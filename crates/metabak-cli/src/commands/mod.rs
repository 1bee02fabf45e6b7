//! Subcommand implementations.

pub mod completion;
pub mod load;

......

Retype the whole of the material word for word.

◆ **Exercise result**
filename crates/metabak-cli/src/commands/mod.rs
repository 1bee02fabf45e6b7
//! Subcommand implementations.

pub mod completion;
pub mod load;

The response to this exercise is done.